◆ What to work on ◆
The task calls for each line of the records below in which the word "that" appears.

Recorded information: Begin

//! Configuration file loading with precedence handling.

use crate::model::PermissionMode;
use serde::Deserialize;
use std::path::PathBuf;
use thiserror::Error;

/// Environment variable naming an explicit config file.
pub const CONFIG_ENV: &str = "CLAUDE_CODE_CLI_CONFIG";
/// Environment variable overriding the model.
pub const MODEL_ENV: &str = "CLAUDE_CODE_CLI_MODEL";
/// Environment variable overriding the `claude` executable.
pub const CLAUDE_PATH_ENV: &str = "CLAUDE_CODE_CLI_CLAUDE_PATH";

/// Executable spawned when nothing else is configured.
pub const DEFAULT_CLAUDE_PATH: &str = "claude";

/// Errors that can occur during config loading.
#[derive(Debug, Error, Clone, PartialEq, Eq)]
pub enum ConfigError {
    /// Config path exists but is not a file.
    #[error("Invalid config path: {0}")]
    InvalidPath(String),

    /// Failed to read config file (file may not exist or have permission issues).
    #[error("Failed to read config file at {path}: {reason}")]
    ReadError {
        /// Path that failed to read.
        path: PathBuf,
        /// Reason for failure.
        reason: String,
    },

    /// Config file contains invalid TOML syntax.
    #[error("Invalid TOML in {path}: {reason}")]
    ParseError {
        /// Path with invalid TOML.
        path: PathBuf,
        /// Parse error details.
        reason: String,
    },

    /// A field parsed but holds an unusable value.
    #[error("Invalid value for {field}: {value:?}")]
    InvalidValue {
        /// Field name as written in the file.
        field: &'static str,
        /// Offending value.
        value: String,
    },
}

/// TOML configuration file structure.
///
/// All fields are optional - if not specified, hardcoded defaults are used.
/// Corresponds to `~/.config/claude-code-cli/config.toml`.
#[derive(Debug, Clone, Default, Deserialize, PartialEq)]
#[serde(deny_unknown_fields)]
pub struct ConfigFile {
    /// Default model for `query` and `demo-tools`.
    #[serde(default)]
    pub model: Option<String>,

    /// Default permission mode for `query`.
    #[serde(default)]
    pub permission_mode: Option<String>,

    /// Default turn limit for `query`.
    #[serde(default)]
    pub max_turns: Option<u32>,

    /// Path or name of the `claude` executable.
    #[serde(default)]
    pub claude_path: Option<PathBuf>,

    /// Write logs to this file instead of stderr.
    #[serde(default)]
    pub log_file_path: Option<PathBuf>,

    /// OTLP logs endpoint, used when `BRAINTRUST_OTLP_ENDPOINT` is unset.
    #[serde(default)]
    pub otlp_endpoint: Option<String>,
}

/// Resolved configuration after applying precedence rules.
///
/// Created by merging defaults, config file, env vars, and CLI args.
#[derive(Debug, Clone, PartialEq, Eq)]
pub struct ResolvedConfig {
    /// Model override.
    pub model: Option<String>,
    /// Permission mode.
    pub permission_mode: Option<PermissionMode>,
    /// Turn limit.
    pub max_turns: Option<u32>,
    /// Executable to spawn.
    pub claude_path: PathBuf,
    /// Log file; `None` logs to stderr.
    pub log_file_path: Option<PathBuf>,
    /// OTLP endpoint fallback.
    pub otlp_endpoint: Option<String>,
}

impl Default for ResolvedConfig {
    fn default() -> Self {
        Self {
            model: None,
            permission_mode: None,
            max_turns: None,
            claude_path: PathBuf::from(DEFAULT_CLAUDE_PATH),
            log_file_path: None,
            otlp_endpoint: None,
        }
    }
}

/// Flags that override the resolved configuration.
#[derive(Debug, Clone, Default, PartialEq, Eq)]
pub struct CliOverrides {
    /// `--model`.
    pub model: Option<String>,
    /// `--permission-mode`.
    pub permission_mode: Option<PermissionMode>,
    /// `--max-turns`.
    pub max_turns: Option<u32>,
}

/// Load configuration file from a specific path.
///
/// Returns `Ok(None)` if file doesn't exist (not an error - use defaults).
/// Returns `Err` if file exists but cannot be read or parsed.
///
/// # Errors
///
/// Returns error if the path is a directory or the file has read or parse
/// errors.
pub fn load_config_file(path: impl Into<PathBuf>) -> Result<Option<ConfigFile>, ConfigError> {
    let path = path.into();

    // Missing file is not an error - use defaults
    if !path.exists() {
        return Ok(None);
    }
    if path.is_dir() {
        return Err(ConfigError::InvalidPath(path.display().to_string()));
    }

    let contents = std::fs::read_to_string(&path).map_err(|e| ConfigError::ReadError {
        path: path.clone(),
        reason: e.to_string(),
    })?;

    let config: ConfigFile = toml::from_str(&contents).map_err(|e| ConfigError::ParseError {
        path: path.clone(),
        reason: e.to_string(),
    })?;

    Ok(Some(config))
}

/// Resolve default config file path.
///
/// Returns `~/.config/claude-code-cli/config.toml` on Unix, appropriate path
/// on other platforms. Returns `None` if home directory cannot be determined.
pub fn default_config_path() -> Option<PathBuf> {
    dirs::config_dir().map(|dir| dir.join("claude-code-cli").join("config.toml"))
}

/// Load configuration with precedence handling.
///
/// Precedence (highest to lowest):
/// 1. Explicit `config_path` argument (CLI `--config`)
/// 2. `CLAUDE_CODE_CLI_CONFIG` environment variable
/// 3. Default path `~/.config/claude-code-cli/config.toml`
///
/// Missing config files are NOT errors - defaults are used.
///
/// # Errors
///
/// Returns error only if a config file exists but cannot be read or parsed.
pub fn load_config_with_precedence(config_path: Option<PathBuf>) -> Result<Option<ConfigFile>, ConfigError> {
    if let Some(path) = config_path {
        return load_config_file(path);
    }

    if let Ok(env_path) = std::env::var(CONFIG_ENV) {
        return load_config_file(PathBuf::from(env_path));
    }

    if let Some(default_path) = default_config_path() {
        return load_config_file(default_path);
    }

    Ok(None)
}

/// Merge config file into defaults to create resolved config.
///
/// # Errors
///
/// Returns `InvalidValue` if `permission_mode` is not a known mode.
pub fn merge_config(config_file: Option<ConfigFile>) -> Result<ResolvedConfig, ConfigError> {
    let defaults = ResolvedConfig::default();

    let Some(config) = config_file else {
        return Ok(defaults);
    };

    let permission_mode = config
        .permission_mode
        .map(|raw| {
            raw.parse::<PermissionMode>()
                .map_err(|_| ConfigError::InvalidValue {
                    field: "permission_mode",
                    value: raw,
                })
        })
        .transpose()?;

    Ok(ResolvedConfig {
        model: config.model.or(defaults.model),
        permission_mode: permission_mode.or(defaults.permission_mode),
        max_turns: config.max_turns.or(defaults.max_turns),
        claude_path: config.claude_path.unwrap_or(defaults.claude_path),
        log_file_path: config.log_file_path.or(defaults.log_file_path),
        otlp_endpoint: config.otlp_endpoint.or(defaults.otlp_endpoint),
    })
}

/// Apply environment variable overrides to resolved config.
///
/// Checks for:
/// - `CLAUDE_CODE_CLI_MODEL`: Override model
/// - `CLAUDE_CODE_CLI_CLAUDE_PATH`: Override the executable
pub fn apply_env_overrides(mut config: ResolvedConfig) -> ResolvedConfig {
    if let Ok(model) = std::env::var(MODEL_ENV) {
        config.model = Some(model);
    }

    if let Ok(path) = std::env::var(CLAUDE_PATH_ENV) {
        config.claude_path = PathBuf::from(path);
    }

    config
}

/// Apply CLI argument overrides to resolved config.
///
/// Precedence chain: Defaults → Config File → Env Vars → CLI Args (highest)
pub fn apply_cli_overrides(mut config: ResolvedConfig, overrides: CliOverrides) -> ResolvedConfig {
    if let Some(model) = overrides.model {
        config.model = Some(model);
    }

    if let Some(mode) = overrides.permission_mode {
        config.permission_mode = Some(mode);
    }

    if let Some(max_turns) = overrides.max_turns {
        config.max_turns = Some(max_turns);
    }

    config
}

/// Run the whole precedence chain.
///
/// # Errors
///
/// Propagates file and value errors from loading and merging.
pub fn resolve(config_path: Option<PathBuf>, overrides: CliOverrides) -> Result<ResolvedConfig, ConfigError> {
    let file = load_config_with_precedence(config_path)?;
    let merged = merge_config(file)?;
    Ok(apply_cli_overrides(apply_env_overrides(merged), overrides))
}

#[cfg(test)]
#[path = "loader_tests.rs"]
mod tests;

Recorded information: End

◆ Response ◆
/// Errors that can occur during config loading.
        /// Path that failed to read.
/// Flags that override the resolved configuration.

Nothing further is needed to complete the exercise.